* **What to produce**:
Go over the entries below line by line, copying each one that contains the word "example".

* **Supplied data**:
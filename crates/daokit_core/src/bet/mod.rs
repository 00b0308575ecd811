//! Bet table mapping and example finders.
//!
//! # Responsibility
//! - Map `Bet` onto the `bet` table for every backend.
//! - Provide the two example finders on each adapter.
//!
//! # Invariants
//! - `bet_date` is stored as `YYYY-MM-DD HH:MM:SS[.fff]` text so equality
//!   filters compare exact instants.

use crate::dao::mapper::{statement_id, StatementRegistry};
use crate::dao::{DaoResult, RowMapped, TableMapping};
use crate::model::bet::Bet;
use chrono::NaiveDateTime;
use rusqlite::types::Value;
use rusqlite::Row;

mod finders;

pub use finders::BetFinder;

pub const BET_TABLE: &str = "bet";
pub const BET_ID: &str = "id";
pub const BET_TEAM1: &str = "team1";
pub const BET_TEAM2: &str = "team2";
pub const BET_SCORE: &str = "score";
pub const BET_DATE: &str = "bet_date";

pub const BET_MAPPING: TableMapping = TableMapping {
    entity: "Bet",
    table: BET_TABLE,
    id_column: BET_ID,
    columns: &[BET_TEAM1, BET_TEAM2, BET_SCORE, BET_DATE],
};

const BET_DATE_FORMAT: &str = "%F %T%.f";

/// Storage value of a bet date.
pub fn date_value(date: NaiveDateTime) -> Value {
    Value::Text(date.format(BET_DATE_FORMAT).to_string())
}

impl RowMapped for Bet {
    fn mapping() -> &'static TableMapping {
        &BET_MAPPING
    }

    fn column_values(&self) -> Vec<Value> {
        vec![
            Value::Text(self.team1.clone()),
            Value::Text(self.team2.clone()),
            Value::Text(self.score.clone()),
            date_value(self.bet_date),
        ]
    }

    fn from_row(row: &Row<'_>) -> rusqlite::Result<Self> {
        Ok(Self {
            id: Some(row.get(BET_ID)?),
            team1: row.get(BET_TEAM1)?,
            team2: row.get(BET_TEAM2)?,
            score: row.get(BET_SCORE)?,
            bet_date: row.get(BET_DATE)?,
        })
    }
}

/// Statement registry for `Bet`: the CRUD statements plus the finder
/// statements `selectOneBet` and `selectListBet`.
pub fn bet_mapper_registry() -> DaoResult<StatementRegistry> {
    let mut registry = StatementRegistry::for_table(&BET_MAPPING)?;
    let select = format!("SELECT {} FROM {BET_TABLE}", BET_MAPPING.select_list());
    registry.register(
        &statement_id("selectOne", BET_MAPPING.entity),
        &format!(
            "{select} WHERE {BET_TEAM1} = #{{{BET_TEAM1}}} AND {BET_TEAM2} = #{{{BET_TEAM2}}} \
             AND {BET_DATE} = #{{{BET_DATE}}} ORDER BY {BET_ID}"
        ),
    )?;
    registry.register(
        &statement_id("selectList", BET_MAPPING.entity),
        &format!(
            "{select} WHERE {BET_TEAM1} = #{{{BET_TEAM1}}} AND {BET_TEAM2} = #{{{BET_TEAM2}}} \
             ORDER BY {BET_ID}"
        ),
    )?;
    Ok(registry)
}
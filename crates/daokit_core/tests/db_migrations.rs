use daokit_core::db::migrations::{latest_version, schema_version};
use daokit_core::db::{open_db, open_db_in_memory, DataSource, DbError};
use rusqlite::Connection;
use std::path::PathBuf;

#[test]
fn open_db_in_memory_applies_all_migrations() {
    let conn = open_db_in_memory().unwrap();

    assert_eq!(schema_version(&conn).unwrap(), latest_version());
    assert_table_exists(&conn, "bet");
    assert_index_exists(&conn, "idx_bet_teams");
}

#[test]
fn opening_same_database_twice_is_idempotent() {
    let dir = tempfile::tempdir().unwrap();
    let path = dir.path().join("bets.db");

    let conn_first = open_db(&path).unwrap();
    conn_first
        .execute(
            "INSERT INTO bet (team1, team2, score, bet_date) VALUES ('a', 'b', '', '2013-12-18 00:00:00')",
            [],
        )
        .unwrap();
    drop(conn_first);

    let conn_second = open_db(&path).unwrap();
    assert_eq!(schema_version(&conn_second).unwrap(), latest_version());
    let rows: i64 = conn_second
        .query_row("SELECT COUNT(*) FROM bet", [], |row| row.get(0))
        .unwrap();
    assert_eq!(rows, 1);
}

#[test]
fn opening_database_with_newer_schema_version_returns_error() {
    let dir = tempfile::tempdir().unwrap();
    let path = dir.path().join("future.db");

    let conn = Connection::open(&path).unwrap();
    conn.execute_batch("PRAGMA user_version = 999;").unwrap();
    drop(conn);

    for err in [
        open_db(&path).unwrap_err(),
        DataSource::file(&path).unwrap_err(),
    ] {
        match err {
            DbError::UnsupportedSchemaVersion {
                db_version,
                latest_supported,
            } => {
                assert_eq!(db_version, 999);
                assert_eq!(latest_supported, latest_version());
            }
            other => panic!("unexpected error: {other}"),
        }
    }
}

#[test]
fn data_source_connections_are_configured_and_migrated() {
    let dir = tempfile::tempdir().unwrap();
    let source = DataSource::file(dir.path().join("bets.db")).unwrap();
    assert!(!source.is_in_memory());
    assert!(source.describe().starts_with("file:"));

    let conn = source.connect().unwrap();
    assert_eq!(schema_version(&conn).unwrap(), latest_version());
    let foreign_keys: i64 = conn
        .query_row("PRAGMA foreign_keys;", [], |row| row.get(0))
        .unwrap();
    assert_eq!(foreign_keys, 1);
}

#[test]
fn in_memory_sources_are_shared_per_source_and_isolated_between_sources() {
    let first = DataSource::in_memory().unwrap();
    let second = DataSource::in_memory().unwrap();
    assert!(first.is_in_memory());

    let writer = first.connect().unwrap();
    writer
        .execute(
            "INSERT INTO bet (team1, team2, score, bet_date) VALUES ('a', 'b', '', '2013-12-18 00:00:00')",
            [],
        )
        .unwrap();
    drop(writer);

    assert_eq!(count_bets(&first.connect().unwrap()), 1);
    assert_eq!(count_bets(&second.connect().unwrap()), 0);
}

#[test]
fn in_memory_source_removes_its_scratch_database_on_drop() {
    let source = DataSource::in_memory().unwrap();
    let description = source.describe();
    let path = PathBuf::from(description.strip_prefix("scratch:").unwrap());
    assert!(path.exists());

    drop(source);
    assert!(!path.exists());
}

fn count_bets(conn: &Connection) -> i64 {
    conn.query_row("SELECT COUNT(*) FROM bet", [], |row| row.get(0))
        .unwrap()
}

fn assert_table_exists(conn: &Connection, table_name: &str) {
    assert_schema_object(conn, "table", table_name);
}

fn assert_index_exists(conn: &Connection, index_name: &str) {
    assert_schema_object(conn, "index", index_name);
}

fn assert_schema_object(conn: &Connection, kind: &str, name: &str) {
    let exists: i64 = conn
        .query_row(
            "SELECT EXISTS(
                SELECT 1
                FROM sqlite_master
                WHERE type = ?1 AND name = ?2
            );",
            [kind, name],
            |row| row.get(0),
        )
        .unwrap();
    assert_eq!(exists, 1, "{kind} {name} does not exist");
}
---
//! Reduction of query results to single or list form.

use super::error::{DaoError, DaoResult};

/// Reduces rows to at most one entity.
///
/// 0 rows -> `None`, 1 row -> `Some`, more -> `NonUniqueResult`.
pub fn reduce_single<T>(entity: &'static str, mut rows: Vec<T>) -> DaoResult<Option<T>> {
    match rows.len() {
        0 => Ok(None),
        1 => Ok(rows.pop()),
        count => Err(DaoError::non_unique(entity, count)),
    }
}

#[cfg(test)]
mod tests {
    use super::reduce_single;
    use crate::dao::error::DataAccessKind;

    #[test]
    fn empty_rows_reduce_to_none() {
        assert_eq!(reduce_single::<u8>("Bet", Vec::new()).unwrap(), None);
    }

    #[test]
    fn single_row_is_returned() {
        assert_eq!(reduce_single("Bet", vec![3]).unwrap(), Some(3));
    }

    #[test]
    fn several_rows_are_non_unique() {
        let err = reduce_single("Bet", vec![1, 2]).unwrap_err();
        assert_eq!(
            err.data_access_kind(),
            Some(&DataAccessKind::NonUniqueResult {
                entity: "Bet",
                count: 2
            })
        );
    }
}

* **Answer to this task**:
//! Bet table mapping and example finders.
//! - Provide the two example finders on each adapter.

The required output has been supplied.